Hogwart Rok V: Reprezentanci

788 50 4
                                    

Gdy nadpalony kawałek pergaminu wystrzelił z czary, cała Wielka Sala wstrzymała oddech. Dumbledore pochwycił go i wyciągnął na długość ramienia, zerkając na niego znad swojego zakrzywionego nosa.

— Reprezentantem Beauxbatons zostanie... — przeczytał mocnym, czysty głosem — Alain Fitzroy.

Smukły chłopak z kręconymi, czekoladowymi włosami, siedzący pośród Gryfonów, powstał pośpiesznie i przeszedł pomiędzy ich stołem a stołem Ślizgonów. Harry rozpoznał w nim ucznia, który śmiał się szyderczo wczorajszej nocy.

Fitzroy, tak? Mózg Harry'ego wirował, gdy ten przypominał sobie wszystko, co wiedział o pierwszym reprezentancie. Ojciec dostarczył mu listę potencjalnych kandydatów wraz z krótkimi notatkami o każdym, tak, by bez problemu mógł pleść swoje intrygi. Fitzroy był kimś w rodzaju czarnego konia. Z ojcem pochodzącym ze starożytnego, francuskiego rodu czarodziejów i matką szlamą był półkrwi czarodziejem z ponadprzeciętnymi ocenami. I najwidoczniej Gryfonem. Czyżby był więc tak lekkomyślny i idiotycznie dzielny, jak to oni mieli w zwyczaju? Harry wiedział już, że Tiara Przydziału nie była wszechmocna. W końcu jemu udało się użyć okulumencji, by utrzymać kapelusz w nieświadomości, pokazując tylko kilka starannie wybranych wspomnień. Fitzroy mógł zrobić to samo.
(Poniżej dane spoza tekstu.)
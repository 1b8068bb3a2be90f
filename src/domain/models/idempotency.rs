//! Idempotency record domain model.
//!
//! A record tracks one logical inbound request. It is either in-flight
//! (`processing` with a live lock) or settled (`completed`/`failed` with
//! an expiry). Settled records replay their cached outcome to duplicates
//! until `expires_at`.

use chrono::{DateTime, Utc};
use serde::{Deserialize, Serialize};
use uuid::Uuid;

use super::event_key::EventSource;

/// Status of an idempotency record.
#[derive(Debug, Clone, Copy, PartialEq, Eq, Hash, Serialize, Deserialize)]
#[serde(rename_all = "snake_case")]
pub enum IdempotencyStatus {
    Processing,
    Completed,
    Failed,
}

impl IdempotencyStatus {
    pub fn as_str(&self) -> &'static str {
        match self {
            Self::Processing => "processing",
            Self::Completed => "completed",
            Self::Failed => "failed",
        }
    }

    #[allow(clippy::should_implement_trait)]
    pub fn from_str(s: &str) -> Option<Self> {
        match s {
            "processing" => Some(Self::Processing),
            "completed" => Some(Self::Completed),
            "failed" => Some(Self::Failed),
            _ => None,
        }
    }

    pub fn is_settled(&self) -> bool {
        matches!(self, Self::Completed | Self::Failed)
    }
}

impl std::fmt::Display for IdempotencyStatus {
    fn fmt(&self, f: &mut std::fmt::Formatter<'_>) -> std::fmt::Result {
        f.write_str(self.as_str())
    }
}

/// Cached outcome of the first processing of a key.
///
/// Stored as a tagged union over the small set of handler outcomes so the
/// replay path can reconstitute an HTTP or chat response without
/// persisting arbitrary runtime objects.
#[derive(Debug, Clone, PartialEq, Eq, Serialize, Deserialize)]
#[serde(tag = "kind", rename_all = "snake_case")]
pub enum CachedResponse {
    /// A run was started for this event.
    RunStarted {
        run_id: Uuid,
        #[serde(default, skip_serializing_if = "Option::is_none")]
        status_code: Option<u16>,
        #[serde(default, skip_serializing_if = "Option::is_none")]
        body: Option<serde_json::Value>,
    },
    /// The handler failed; duplicates replay the same error.
    Error { message: String },
    /// A plain text outcome (chat acknowledgements, scheduler summaries).
    Message { text: String },
}

impl CachedResponse {
    pub fn run_id(&self) -> Option<Uuid> {
        match self {
            Self::RunStarted { run_id, .. } => Some(*run_id),
            _ => None,
        }
    }
}

/// One row in the idempotency store.
#[derive(Debug, Clone, Serialize, Deserialize)]
pub struct IdempotencyRecord {
    pub key: String,
    pub source: EventSource,
    pub tenant_id: String,
    pub status: IdempotencyStatus,
    /// SHA-256 of the canonicalized request payload (key order irrelevant).
    pub request_hash: String,
    pub run_id: Option<Uuid>,
    pub response: Option<CachedResponse>,
    pub error: Option<String>,
    pub attempts: u32,
    pub created_at: DateTime<Utc>,
    pub updated_at: DateTime<Utc>,
    pub expires_at: Option<DateTime<Utc>>,
    pub lock_expires_at: Option<DateTime<Utc>>,
}

impl IdempotencyRecord {
    /// A record is in-flight when processing under a live lock.
    pub fn is_in_flight(&self, now: DateTime<Utc>) -> bool {
        self.status == IdempotencyStatus::Processing
            && self.lock_expires_at.is_some_and(|lock| lock > now)
    }

    /// A settled record past its expiry is treated as absent.
    pub fn is_expired(&self, now: DateTime<Utc>) -> bool {
        self.status.is_settled() && self.expires_at.is_some_and(|exp| exp < now)
    }
}

/// Outcome of the transactional check-and-set on a key.
#[derive(Debug, Clone)]
pub enum CheckOutcome {
    /// This caller won the key; it holds the lock and must settle it.
    /// `lock_recovered` marks wins over an expired lock rather than a
    /// fresh key.
    New { lock_recovered: bool },
    /// The key already settled; the cached record is returned for replay.
    Duplicate(IdempotencyRecord),
    /// Another caller holds a live lock on the key.
    Processing(IdempotencyRecord),
}

impl CheckOutcome {
    pub fn is_new(&self) -> bool {
        matches!(self, Self::New { .. })
    }
}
A nawet jeśli naprawdę był Gryfonem, to Harry i tak nie miał zamiaru niedoceniać nikogo, kto został reprezentantem.

Kiedy oklaski i rozmowy powoli zamierały, uwaga wszystkich ponownie skupiła się na czarze, która sekundę później po raz kolejny rozkwitła czerwienią. Drugi kawałek pergaminu wystrzelił w powietrze...
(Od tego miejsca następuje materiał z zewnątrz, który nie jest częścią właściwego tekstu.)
//! Idempotency service semantics: at-most-once handler invocation,
//! duplicate replay, conflicts, and TTL cleanup.

mod helpers;

use std::sync::atomic::{AtomicUsize, Ordering};
use std::sync::Arc;

use chrono::{TimeZone, Utc};
use serde_json::json;
use uuid::Uuid;

use gwi::domain::error::IdempotencyError;
use gwi::domain::models::config::IdempotencyConfig;
use gwi::domain::models::event_key::{EventKey, EventSource};
use gwi::domain::models::idempotency::CachedResponse;
use gwi::infrastructure::memory::MemoryIdempotencyStore;
use gwi::services::{IdempotencyMetrics, IdempotencyService};

fn service() -> IdempotencyService {
    service_with(IdempotencyConfig::default())
}

fn service_with(config: IdempotencyConfig) -> IdempotencyService {
    IdempotencyService::new(
        Arc::new(MemoryIdempotencyStore::new()),
        config,
        Arc::new(IdempotencyMetrics::new().expect("metrics")),
    )
}

fn github_key() -> EventKey {
    EventKey::GithubWebhook {
        delivery_id: Uuid::parse_str("550e8400-e29b-41d4-a716-446655440000").unwrap(),
    }
}

#[tokio::test]
async fn duplicate_github_webhook_runs_the_handler_once() {
    // S1: one delivery processed, nine replayed.
    let service = Arc::new(service());
    let key = github_key();
    let payload = json!({"action": "opened", "issue": {"number": 42}});
    let run_id = Uuid::new_v4();

    let invocations = Arc::new(AtomicUsize::new(0));
    let counter = Arc::clone(&invocations);
    let first = service
        .process(&key, "t-1", &payload, || async move {
            counter.fetch_add(1, Ordering::SeqCst);
            Ok(CachedResponse::RunStarted {
                run_id,
                status_code: Some(202),
                body: Some(json!({"run_id": run_id})),
            })
        })
        .await
        .unwrap();
    assert!(first.processed);
    assert_eq!(first.run_id, Some(run_id));

    let mut replays = Vec::new();
    for _ in 0..9 {
        let service = Arc::clone(&service);
        let key = key.clone();
        let payload = payload.clone();
        let counter = Arc::clone(&invocations);
        replays.push(tokio::spawn(async move {
            service
                .process(&key, "t-1", &payload, || async move {
                    counter.fetch_add(1, Ordering::SeqCst);
                    Ok(CachedResponse::Message {
                        text: "should never run".to_string(),
                    })
                })
                .await
                .unwrap()
        }));
    }

    for replay in replays {
        let outcome = replay.await.unwrap();
        assert!(!outcome.processed);
        assert_eq!(outcome.run_id, Some(run_id));
        assert_eq!(outcome.response, first.response);
    }

    assert_eq!(invocations.load(Ordering::SeqCst), 1);
    assert_eq!(
        service.metrics().new_requests(EventSource::GithubWebhook),
        1
    );
    assert_eq!(
        service.metrics().duplicates_skipped(EventSource::GithubWebhook),
        9
    );
}

#[tokio::test]
async fn concurrent_burst_invokes_the_handler_at_most_once() {
    let service = Arc::new(service());
    let key = github_key();
    let payload = json!({"n": 1});

    let invocations = Arc::new(AtomicUsize::new(0));
    let mut tasks = Vec::new();
    for _ in 0..10 {
        let service = Arc::clone(&service);
        let key = key.clone();
        let payload = payload.clone();
        let counter = Arc::clone(&invocations);
        tasks.push(tokio::spawn(async move {
            service
                .process(&key, "t-1", &payload, || async move {
                    counter.fetch_add(1, Ordering::SeqCst);
                    tokio::time::sleep(std::time::Duration::from_millis(20)).await;
                    Ok(CachedResponse::Message {
                        text: "done".to_string(),
                    })
                })
                .await
        }));
    }

    let mut processed = 0;
    let mut replayed = 0;
    let mut conflicts = 0;
    for task in tasks {
        match task.await.unwrap() {
            Ok(outcome) if outcome.processed => processed += 1,
            Ok(_) => replayed += 1,
            Err(IdempotencyError::Processing { key, .. }) => {
                assert!(key.starts_with("github:"));
                conflicts += 1;
            }
            Err(other) => panic!("unexpected error: {other}"),
        }
    }

    assert_eq!(invocations.load(Ordering::SeqCst), 1);
    assert_eq!(processed, 1);
    assert_eq!(processed + replayed + conflicts, 10);
}

#[tokio::test]
async fn scheduler_replay_returns_the_original_result() {
    // S2: three deliveries of the same scheduled execution over time.
    let service = service();
    let key = EventKey::Scheduler {
        schedule_id: "daily-cleanup".to_string(),
        execution_time: Utc.with_ymd_and_hms(2024, 12, 19, 0, 0, 0).unwrap(),
    };
    assert_eq!(key.encode(), "scheduler:daily-cleanup:2024-12-19T00:00:00Z");
    let payload = json!({});

    let first = service
        .process(&key, "t-1", &payload, || async {
            Ok(CachedResponse::Message {
                text: json!({"cleaned": 42}).to_string(),
            })
        })
        .await
        .unwrap();
    assert!(first.processed);

    for _ in 0..2 {
        let outcome = service
            .process(&key, "t-1", &payload, || async {
                Ok(CachedResponse::Message {
                    text: json!({"cleaned": 0}).to_string(),
                })
            })
            .await
            .unwrap();
        assert!(!outcome.processed);
        assert_eq!(outcome.response, first.response);
    }
}

#[tokio::test]
async fn handler_failure_is_cached_and_rethrown() {
    let service = service();
    let key = github_key();
    let payload = json!({});

    let err = service
        .process(&key, "t-1", &payload, || async {
            anyhow::bail!("agent exploded")
        })
        .await
        .unwrap_err();
    assert!(matches!(err, IdempotencyError::HandlerFailed(_)));

    // The failure settled the record; a duplicate replays without
    // invoking its handler.
    let outcome = service
        .process(&key, "t-1", &payload, || async {
            panic!("handler must not run for a settled key")
        })
        .await
        .unwrap();
    assert!(!outcome.processed);

    let record = service
        .get_status("t-1", &key.encode())
        .await
        .unwrap()
        .unwrap();
    assert_eq!(record.error.as_deref(), Some("agent exploded"));
}

#[tokio::test]
async fn expired_records_are_swept() {
    let mut config = IdempotencyConfig::default();
    config.completed_ttl_ms = 10;
    config.failed_ttl_ms = 10;
    let service = service_with(config);

    for i in 0..3 {
        let key = EventKey::Api {
            client_id: "c".to_string(),
            request_id: format!("r-{i}"),
        };
        service
            .process(&key, "t-1", &json!({}), || async {
                Ok(CachedResponse::Message {
                    text: "ok".to_string(),
                })
            })
            .await
            .unwrap();
    }

    tokio::time::sleep(std::time::Duration::from_millis(30)).await;
    let removed = service.cleanup_expired().await.unwrap();
    assert_eq!(removed, 3);

    for i in 0..3 {
        let record = service
            .get_status("t-1", &format!("api:c:r-{i}"))
            .await
            .unwrap();
        assert!(record.is_none());
    }
}

#[tokio::test]
async fn tenants_are_isolated() {
    let service = service();
    let key = github_key();
    let payload = json!({});

    for tenant in ["t-1", "t-2"] {
        let outcome = service
            .process(&key, tenant, &payload, || async {
                Ok(CachedResponse::Message {
                    text: tenant_marker(tenant),
                })
            })
            .await
            .unwrap();
        assert!(outcome.processed, "tenant {tenant} should process its own key");
    }
}

fn tenant_marker(tenant: &str) -> String {
    format!("processed for {tenant}")
}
— Reprezentantem Hogwartu — zaczął Dumbledore — jest Cedrik Diggory!

Harry rozejrzał się dookoła, rozbawiony niezadowoleniem malującym się na obliczach Draco i Teo – widocznym na tyle, na ile Ślizgoni, świadomi publiki, pozwoli sobie na to. Jednak w przeciwieństwie do nich cała Wielka Sala, wypełniona po brzegi uczniami Hogwartu, rozbrzmiała szaleńczymi aplauzem. Wszyscy Puchoni zerwali się na nogi, rycząc ile sił w płucach. Nawet niektórzy zasiadający przy stole Ślizgonów uczniowie zaklaskali, choć oczywiście ich brawa były bardziej wstrzemięźliwe.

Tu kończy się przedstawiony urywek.